Task brief:
Please copy out each line of the listing that contains the word "sqlx".

(Dataset Opens)

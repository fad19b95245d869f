use serde::{Deserialize, Serialize};
use validator::Validate;

#[derive(Debug, Clone, Deserialize, Validate)]
pub struct ChatbotRequest {
    #[validate(length(max = 1000, message = "Message is too long"))]
    pub message: String,
}

#[derive(Debug, Clone, Serialize)]
pub struct ChatbotResponse {
    pub reply: &'static str,
    pub matched: bool,
}
use sqlx::PgPool;
use uuid::Uuid;

use crate::models::application::{Application, ApplicationDetail, NewApplication, StatusChange};
use crate::store::{ApplicationStore, StoreFuture};

const DETAIL_SELECT: &str = r#"
    SELECT a.*,
           j.title AS job_title,
           j.company,
           j.employer_id,
           u.full_name AS applicant_name,
           u.email AS applicant_email,
           u.skills AS applicant_skills,
           u.location AS applicant_location,
           u.rating AS applicant_rating
    FROM applications a
    JOIN jobs j ON j.id = a.job_id
    JOIN users u ON u.id = a.applicant_id
"#;

#[derive(Clone)]
pub struct PgApplicationStore {
    pool: PgPool,
}

impl PgApplicationStore {
    pub fn new(pool: PgPool) -> Self {
        Self { pool }
    }
}

impl ApplicationStore for PgApplicationStore {
    fn insert(&self, application: NewApplication) -> StoreFuture<Application> {
        let pool = self.pool.clone();
        Box::pin(async move {
            let created = sqlx::query_as::<_, Application>(
                r#"
                INSERT INTO applications (job_id, applicant_id, cover_letter, resume_url, status)
                VALUES ($1, $2, $3, $4, 'pending')
                RETURNING *
                "#,
            )
            .bind(application.job_id)
            .bind(application.applicant_id)
            .bind(&application.cover_letter)
            .bind(&application.resume_url)
            .fetch_one(&pool)
            .await?;
            Ok(created)
        })
    }

    fn get(&self, id: Uuid) -> StoreFuture<Option<ApplicationDetail>> {
        let pool = self.pool.clone();
        Box::pin(async move {
            let query = format!("{} WHERE a.id = $1", DETAIL_SELECT);
            let detail = sqlx::query_as::<_, ApplicationDetail>(&query)
                .bind(id)
                .fetch_optional(&pool)
                .await?;
            Ok(detail)
        })
    }

    fn find(&self, job_id: Uuid, applicant_id: Uuid) -> StoreFuture<Option<Application>> {
        let pool = self.pool.clone();
        Box::pin(async move {
            let found = sqlx::query_as::<_, Application>(
                "SELECT * FROM applications WHERE job_id = $1 AND applicant_id = $2",
            )
            .bind(job_id)
            .bind(applicant_id)
            .fetch_optional(&pool)
            .await?;
            Ok(found)
        })
    }

    fn list_for_applicant(&self, applicant_id: Uuid) -> StoreFuture<Vec<ApplicationDetail>> {
        let pool = self.pool.clone();
        Box::pin(async move {
            let query = format!(
                "{} WHERE a.applicant_id = $1 ORDER BY a.applied_at DESC",
                DETAIL_SELECT
            );
            let items = sqlx::query_as::<_, ApplicationDetail>(&query)
                .bind(applicant_id)
                .fetch_all(&pool)
                .await?;
            Ok(items)
        })
    }

    fn list_for_employer(&self, employer_id: Uuid) -> StoreFuture<Vec<ApplicationDetail>> {
        let pool = self.pool.clone();
        Box::pin(async move {
            let query = format!(
                "{} WHERE j.employer_id = $1 ORDER BY a.applied_at DESC",
                DETAIL_SELECT
            );
            let items = sqlx::query_as::<_, ApplicationDetail>(&query)
                .bind(employer_id)
                .fetch_all(&pool)
                .await?;
            Ok(items)
        })
    }

    fn update_status(&self, id: Uuid, change: StatusChange) -> StoreFuture<Application> {
        let pool = self.pool.clone();
        Box::pin(async move {
            let updated = sqlx::query_as::<_, Application>(
                r#"
                UPDATE applications
                SET
                    status = $2,
                    interview_date = COALESCE($3, interview_date),
                    notes = COALESCE($4, notes),
                    updated_at = NOW()
                WHERE id = $1
                RETURNING *
                "#,
            )
            .bind(id)
            .bind(change.status.as_str())
            .bind(change.interview_date)
            .bind(change.notes)
            .fetch_one(&pool)
            .await?;
            Ok(updated)
        })
    }
}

(Dataset Closes)

Answer space:
use sqlx::PgPool;
            let created = sqlx::query_as::<_, Application>(
            let detail = sqlx::query_as::<_, ApplicationDetail>(&query)
            let found = sqlx::query_as::<_, Application>(
            let items = sqlx::query_as::<_, ApplicationDetail>(&query)
            let items = sqlx::query_as::<_, ApplicationDetail>(&query)
            let updated = sqlx::query_as::<_, Application>(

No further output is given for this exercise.